Quando interrogaram novamente Drukker, este modificou um pouco o seu depoimento anterior. Disse que talvez se tivesse equivocado a respeito da origem do grito e sugeriu que podia ter sido na rua ou em algum dos apartamentos vizinhos. Em verdade, disse ele, era pouco provável que sua mãe desse um grito, pois quando ele se afastou da porta do quarto, pouco depois, ela cantava uma velha canção Hänsel und Gretel, de Humperdinck.

Markham, convencido de que nada mais se podia extrair de Drukker e sua mãe, terminou concentrando toda a sua atenção na casa dos Dillards.

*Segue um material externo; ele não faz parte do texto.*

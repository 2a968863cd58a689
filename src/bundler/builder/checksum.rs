//! Artifact checksum calculation.

use crate::bundler::{Result, error::ErrorExt};
use sha2::{Digest, Sha256};
use std::path::Path;
use tokio::io::AsyncReadExt;

/// Calculates the SHA256 checksum of a file.
///
/// Reads the file in 8KB chunks and returns the hex-encoded digest
/// (64 characters).
pub async fn calculate_sha256(file_path: &Path) -> Result<String> {
    let mut file = tokio::fs::File::open(file_path)
        .await
        .fs_context("opening file for hashing", file_path)?;
    let mut hasher = Sha256::new();
    let mut buffer = vec![0u8; 8192];

    loop {
        let n = file
            .read(&mut buffer)
            .await
            .fs_context("reading file for hash calculation", file_path)?;
        if n == 0 {
            break;
        }
        hasher.update(&buffer[..n]);
    }

    Ok(format!("{:x}", hasher.finalize()))
}
//! NSIS utility functions.
//!
//! Version formatting, NSIS path joining, and BOM-prefixed script output.

use crate::bundler::error::{ErrorExt, Result};
use std::path::Path;
use tokio::io::AsyncWriteExt;

/// Format version string for NSIS VIProductVersion.
///
/// NSIS requires exactly 4 numeric parts (major.minor.patch.build):
/// - "1" -> "1.0.0.0"
/// - "1.2.3" -> "1.2.3.0"
/// - "1.2.3.4.5" -> "1.2.3.4" (truncates to first 4)
///
/// Non-numeric suffixes such as `1.0rc1` keep only their leading digits.
pub fn format_version_for_nsis(version: &str) -> String {
    let mut parts: Vec<String> = version
        .split('.')
        .take(4)
        .map(|part| {
            let digits: String = part.chars().take_while(char::is_ascii_digit).collect();
            if digits.is_empty() { "0".to_string() } else { digits }
        })
        .collect();
    parts.resize(4, "0".to_string());
    parts.join(".")
}

/// Joins an NSIS logical directory and a name with a backslash.
pub fn nsis_join(destination: &str, name: &str) -> String {
    format!("{}\\{}", destination.trim_end_matches('\\'), name)
}

/// Write file with UTF-8 BOM (required by NSIS).
///
/// NSIS requires installer scripts to be encoded with UTF-8 BOM (byte order mark).
pub async fn write_utf8_bom(path: &Path, content: &str) -> Result<()> {
    let mut file = tokio::fs::File::create(path)
        .await
        .fs_context("creating NSI script file", path)?;

    // Write UTF-8 BOM: EF BB BF
    file.write_all(&[0xEF, 0xBB, 0xBF])
        .await
        .fs_context("writing UTF-8 BOM", path)?;
    file.write_all(content.as_bytes())
        .await
        .fs_context("writing NSI content", path)?;
    file.flush().await.fs_context("flushing NSI file", path)?;

    Ok(())
}
//! Command line failures that stop before any download.

use assert_cmd::Command;
use predicates::prelude::*;
use tempfile::TempDir;

fn pywinpack() -> Command {
    Command::cargo_bin("pywinpack").unwrap()
}

#[test]
fn command_without_entry_point_is_rejected() {
    let project = TempDir::new().unwrap();
    std::fs::write(
        project.path().join("pyproject.toml"),
        r#"
[project]
name = "myapp"
version = "1.0"

[tool.pdm.win-packer.commands.app]
console = true
"#,
    )
    .unwrap();

    pywinpack()
        .arg("--project")
        .arg(project.path())
        .assert()
        .code(1)
        .stderr(predicate::str::contains("entry_point"))
        .stderr(predicate::str::contains("hint:"));

    assert!(!project.path().join("build").exists());
}

#[test]
fn missing_pyproject_is_reported() {
    let project = TempDir::new().unwrap();

    pywinpack()
        .arg("--project")
        .arg(project.path())
        .assert()
        .code(1)
        .stderr(predicate::str::contains("pyproject.toml"));
}

#[test]
fn skipping_every_artifact_is_rejected() {
    let project = TempDir::new().unwrap();

    pywinpack()
        .args(["--no-installer", "--no-archive", "--project"])
        .arg(project.path())
        .assert()
        .code(1)
        .stderr(predicate::str::contains("nothing to build"));
}
//! Bundle configuration from a project's `pyproject.toml`.
//!
//! Reads `[project]`, `[tool.pdm.build]`, and `[tool.pdm.win-packer]`, checks
//! every command and shortcut, resolves extra preambles to text, and builds
//! the immutable [`Settings`]. Nothing on disk is touched besides reading.

use crate::bundler::{
    Arch, CommandSpec, EntryPoint, Error, PackageSettings, Preamble, Settings, SettingsBuilder,
    ShortcutSpec, settings::ExtraFileSpec,
};
use crate::error::Result;
use serde::Deserialize;
use std::path::{Path, PathBuf};

/// Configuration file read from the project root.
pub const PYPROJECT_FILE: &str = "pyproject.toml";

#[derive(Debug, Default, Deserialize)]
struct PyProject {
    #[serde(default)]
    project: ProjectTable,
    #[serde(default)]
    tool: ToolTable,
}

#[derive(Debug, Default, Deserialize)]
struct ProjectTable {
    name: Option<String>,
    version: Option<String>,
}

#[derive(Debug, Default, Deserialize)]
struct ToolTable {
    #[serde(default)]
    pdm: PdmTable,
}

#[derive(Debug, Default, Deserialize)]
struct PdmTable {
    #[serde(default)]
    build: BuildTable,
    #[serde(default, rename = "win-packer")]
    win_packer: WinPackerTable,
}

#[derive(Debug, Default, Deserialize)]
struct BuildTable {
    #[serde(rename = "package-dir")]
    package_dir: Option<PathBuf>,
}

#[derive(Debug, Default, Deserialize)]
struct WinPackerTable {
    app_name: Option<String>,
    py_version: Option<String>,
    py_bit: Option<i64>,
    include_msvcrt: Option<bool>,
    msvcrt_dir: Option<PathBuf>,
    license: Option<PathBuf>,
    icon: Option<PathBuf>,
    build_directory: Option<PathBuf>,
    dist_directory: Option<PathBuf>,
    publisher: Option<String>,
    launcher_dir: Option<PathBuf>,
    makensis: Option<PathBuf>,
    index_url: Option<String>,
    #[serde(default)]
    local_wheels: Vec<PathBuf>,
    #[serde(default)]
    files: Vec<FileEntry>,
    #[serde(default)]
    exclude: Vec<String>,
    // Kept as tables so declaration order survives.
    #[serde(default)]
    commands: toml::Table,
    #[serde(default)]
    shortcuts: toml::Table,
}

#[derive(Debug, Deserialize)]
#[serde(untagged)]
enum FileEntry {
    Path(PathBuf),
    Detailed {
        path: PathBuf,
        destination: Option<String>,
    },
}

#[derive(Debug, Deserialize)]
#[serde(untagged)]
enum RawPreamble {
    File(PathBuf),
    Inline { source: String },
}

#[derive(Debug, Deserialize)]
struct RawCommand {
    entry_point: Option<String>,
    #[serde(default)]
    console: bool,
    extra_preamble: Option<RawPreamble>,
    #[serde(default)]
    env: toml::Table,
}

#[derive(Debug, Deserialize)]
struct RawShortcut {
    target: Option<String>,
    parameters: Option<String>,
    icon: Option<PathBuf>,
}

/// Loads `<project_dir>/pyproject.toml` into [`Settings`].
pub fn load_settings(project_dir: &Path) -> Result<Settings> {
    let path = project_dir.join(PYPROJECT_FILE);
    let content = std::fs::read_to_string(&path).map_err(|e| {
        Error::Configuration(format!("failed to read {}: {e}", path.display()))
    })?;
    parse_settings(&content, project_dir)
}

/// Parses pyproject content for a project rooted at `project_root`.
pub fn parse_settings(content: &str, project_root: &Path) -> Result<Settings> {
    let pyproject: PyProject = toml::from_str(content)?;
    let config = pyproject.tool.pdm.win_packer;

    let app_name = config
        .app_name
        .or(pyproject.project.name)
        .ok_or_else(|| {
            Error::Configuration(
                "no application name: set [project] name or [tool.pdm.win-packer] app_name".into(),
            )
        })?;
    let package = PackageSettings {
        app_name,
        version: pyproject
            .project
            .version
            .unwrap_or_else(|| "0.0.0".to_string()),
        publisher: config.publisher,
    };

    let package_dir = pyproject
        .tool
        .pdm
        .build
        .package_dir
        .unwrap_or_else(|| PathBuf::from("."));
    let commands = parse_commands(&config.commands, project_root)?;
    let shortcuts = parse_shortcuts(&config.shortcuts)?;

    let mut builder = SettingsBuilder::new()
        .project_root(project_root)
        .package_settings(package)
        .package_dir(&package_dir)
        .arch(Arch::from_bits(config.py_bit.unwrap_or(64))?)
        .commands(commands)
        .shortcuts(shortcuts)
        .local_wheels(
            // Local wheels are named relative to the package root.
            config
                .local_wheels
                .into_iter()
                .map(|w| project_root.join(&package_dir).join(w))
                .collect(),
        )
        .extra_files(
            config
                .files
                .into_iter()
                .map(|entry| match entry {
                    FileEntry::Path(source) => ExtraFileSpec {
                        source,
                        destination: None,
                    },
                    FileEntry::Detailed { path, destination } => ExtraFileSpec {
                        source: path,
                        destination,
                    },
                })
                .collect(),
        )
        .exclude(config.exclude);

    if let Some(version) = config.py_version {
        builder = builder.py_version(version);
    }
    if let Some(include) = config.include_msvcrt {
        builder = builder.include_msvcrt(include);
    }
    if let Some(dir) = config.msvcrt_dir {
        builder = builder.msvcrt_dir(dir);
    }
    if let Some(license) = config.license {
        builder = builder.license(license);
    }
    if let Some(icon) = config.icon {
        builder = builder.icon(icon);
    }
    if let Some(dir) = config.build_directory {
        builder = builder.build_dir(dir);
    }
    if let Some(dir) = config.dist_directory {
        builder = builder.dist_dir(dir);
    }
    if let Some(dir) = config.launcher_dir {
        builder = builder.launcher_dir(dir);
    }
    if let Some(path) = config.makensis {
        builder = builder.makensis(path);
    }
    if let Some(url) = config.index_url {
        builder = builder.index_url(url);
    }

    Ok(builder.build()?)
}

fn parse_commands(table: &toml::Table, project_root: &Path) -> Result<Vec<CommandSpec>> {
    let mut commands = Vec::with_capacity(table.len());
    for (name, value) in table {
        let raw: RawCommand = value.clone().try_into().map_err(|e| {
            Error::Configuration(format!("command {name} is malformed: {e}"))
        })?;

        let entry_point: EntryPoint = raw
            .entry_point
            .ok_or_else(|| Error::Configuration(format!("command {name} has no entry_point")))?
            .parse()?;

        let preamble = match raw.extra_preamble {
            Some(RawPreamble::File(path)) => Preamble::FilePath(path),
            Some(RawPreamble::Inline { source }) => Preamble::InlineSource(source),
            None => Preamble::None,
        };

        let env = raw
            .env
            .iter()
            .map(|(key, value)| {
                let value = match value {
                    toml::Value::String(s) => s.clone(),
                    other => other.to_string(),
                };
                (key.clone(), value)
            })
            .collect();

        commands.push(CommandSpec {
            name: name.clone(),
            entry_point,
            console: raw.console,
            extra_preamble: preamble.resolve(project_root).map_err(|e| {
                Error::Configuration(format!("command {name}: unreadable extra_preamble: {e}"))
            })?,
            env,
        });
    }
    Ok(commands)
}

fn parse_shortcuts(table: &toml::Table) -> Result<Vec<ShortcutSpec>> {
    let mut shortcuts = Vec::with_capacity(table.len());
    for (name, value) in table {
        let raw: RawShortcut = value.clone().try_into().map_err(|e| {
            Error::Configuration(format!("shortcut {name} is malformed: {e}"))
        })?;
        let target = raw
            .target
            .ok_or_else(|| Error::Configuration(format!("shortcut '{name}' must have a target")))?;
        shortcuts.push(ShortcutSpec {
            name: name.clone(),
            target,
            parameters: raw.parameters,
            icon: raw.icon,
        });
    }
    Ok(shortcuts)
}

#[cfg(test)]
mod tests {
    use super::*;
    use crate::error::BundlerError;

    const FULL: &str = r#"
[project]
name = "myapp"
version = "1.2.0"

[tool.pdm.build]
package-dir = "src"

[tool.pdm.win-packer]
app_name = "My App"
py_version = "3.11.4"
py_bit = 32
publisher = "Acme"
icon = "assets/app.ico"
local_wheels = ["wheels/extra-1.0-py3-none-any.whl"]
files = ["README.md", { path = "data", destination = "$INSTDIR/data" }]
exclude = ["data/cache"]

[tool.pdm.win-packer.commands.zeta]
entry_point = "myapp.cli:main"
console = true
env = { APP_MODE = "prod", LEVEL = 3 }
extra_preamble = { source = "import faulthandler" }

[tool.pdm.win-packer.commands.alpha]
entry_point = "myapp.gui:run"

[tool.pdm.win-packer.shortcuts."My App"]
target = "$INSTDIR\\bin\\alpha.exe"
"#;

    fn configuration_error(err: BundlerError) -> String {
        match err {
            BundlerError::Bundler(Error::Configuration(msg)) => msg,
            other => panic!("expected a configuration error, got {other:?}"),
        }
    }

    #[test]
    fn full_configuration() {
        let root = Path::new("/work/myapp");
        let settings = parse_settings(FULL, root).unwrap();

        assert_eq!(settings.app_name(), "My App");
        assert_eq!(settings.version_string(), "1.2.0");
        assert_eq!(settings.py_version(), "3.11.4");
        assert_eq!(settings.arch(), Arch::X86);
        assert_eq!(settings.package_dir(), root.join("src"));
        assert_eq!(settings.icon(), Some(root.join("assets/app.ico").as_path()));
        assert_eq!(
            settings.local_wheels(),
            &[root.join("src").join("wheels/extra-1.0-py3-none-any.whl")]
        );
        assert_eq!(settings.extra_files()[1].destination.as_deref(), Some("$INSTDIR/data"));
        assert_eq!(settings.exclude(), &["data/cache".to_string()]);

        let names: Vec<&str> = settings.commands().iter().map(|c| c.name.as_str()).collect();
        assert_eq!(names, vec!["zeta", "alpha"]);
        let zeta = &settings.commands()[0];
        assert!(zeta.console);
        assert_eq!(zeta.extra_preamble, "import faulthandler");
        assert_eq!(
            zeta.env,
            vec![
                ("APP_MODE".to_string(), "prod".to_string()),
                ("LEVEL".to_string(), "3".to_string())
            ]
        );
        assert!(!settings.commands()[1].console);

        assert_eq!(settings.shortcuts()[0].name, "My App");
        assert_eq!(settings.shortcuts()[0].target, "$INSTDIR\\bin\\alpha.exe");
    }

    #[test]
    fn defaults_apply() {
        let settings = parse_settings("[project]\nname = \"tool\"\n", Path::new("/p")).unwrap();
        assert_eq!(settings.app_name(), "tool");
        assert_eq!(settings.version_string(), "0.0.0");
        assert_eq!(settings.py_version(), "3.10.11");
        assert_eq!(settings.arch(), Arch::X64);
        assert_eq!(settings.build_dir(), Path::new("/p/build/winpacker"));
        assert_eq!(settings.dist_dir(), Path::new("/p/dist"));
        assert!(settings.include_msvcrt());
        assert!(settings.commands().is_empty());
    }

    #[test]
    fn dist_directory_at_project_root_is_rejected() {
        let content = "[project]\nname = \"a\"\n[tool.pdm.win-packer]\ndist_directory = \".\"\n";
        let msg = configuration_error(parse_settings(content, Path::new("/p")).unwrap_err());
        assert!(msg.contains("dist_directory"), "{msg}");

        let content = "[project]\nname = \"a\"\n[tool.pdm.win-packer]\nbuild_directory = \"..\"\n";
        let msg = configuration_error(parse_settings(content, Path::new("/p/app")).unwrap_err());
        assert!(msg.contains("build_directory"), "{msg}");
    }

    #[test]
    fn command_without_entry_point_is_rejected() {
        let content = "[project]\nname = \"a\"\n[tool.pdm.win-packer.commands.app]\nconsole = true\n";
        let msg = configuration_error(parse_settings(content, Path::new("/p")).unwrap_err());
        assert!(msg.contains("no entry_point"), "{msg}");
    }

    #[test]
    fn malformed_entry_point_is_rejected() {
        let content =
            "[project]\nname = \"a\"\n[tool.pdm.win-packer.commands.app]\nentry_point = \"my-pkg:main\"\n";
        configuration_error(parse_settings(content, Path::new("/p")).unwrap_err());
    }

    #[test]
    fn shortcut_without_target_is_rejected() {
        let content = "[project]\nname = \"a\"\n[tool.pdm.win-packer.shortcuts.App]\nicon = \"a.ico\"\n";
        let msg = configuration_error(parse_settings(content, Path::new("/p")).unwrap_err());
        assert!(msg.contains("must have a target"), "{msg}");
    }

    #[test]
    fn invalid_bitness_is_rejected() {
        let content = "[project]\nname = \"a\"\n[tool.pdm.win-packer]\npy_bit = 16\n";
        configuration_error(parse_settings(content, Path::new("/p")).unwrap_err());
    }

    #[test]
    fn preamble_file_is_read_at_load_time() {
        let root = tempfile::tempdir().unwrap();
        std::fs::write(root.path().join("pre.py"), "import os\n").unwrap();
        let content = "[project]\nname = \"a\"\n[tool.pdm.win-packer.commands.app]\n\
                       entry_point = \"a:main\"\nextra_preamble = \"pre.py\"\n";
        let settings = parse_settings(content, root.path()).unwrap();
        assert_eq!(settings.commands()[0].extra_preamble, "import os\n");
    }

    #[test]
    fn missing_pyproject_is_a_configuration_error() {
        let root = tempfile::tempdir().unwrap();
        configuration_error(load_settings(root.path()).unwrap_err());
    }
}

Arnesson assistiu às conferências preliminares levadas a efeito no gabinete de Markham. E, apesar de suas observações loquazes e cépticas, parecia encontrar-se no mesmo estado de perplexidade que nós. Vance motejou com bom humor sobre a fórmula matemática que ia esclarecer o caso, porém Arnesson insistiu em que a fórmula não podia ser desenvolvida enquanto todos os termos da equação não tivessem sido encontrados. Parecia considerar este assunto como uma espécie de diversão infantil. Markham, em várias ocasiões, expandira a sua exasperação. Censurou Vance por ter feito de Arnesson um auxiliar extra-oficial na investigação, porém Vance se defendeu alegando que Arnesson, mais cedo ou mais tarde, poderia fornecer alguma informação aparentemente estranha que viesse a servir como vantajoso ponto de partida.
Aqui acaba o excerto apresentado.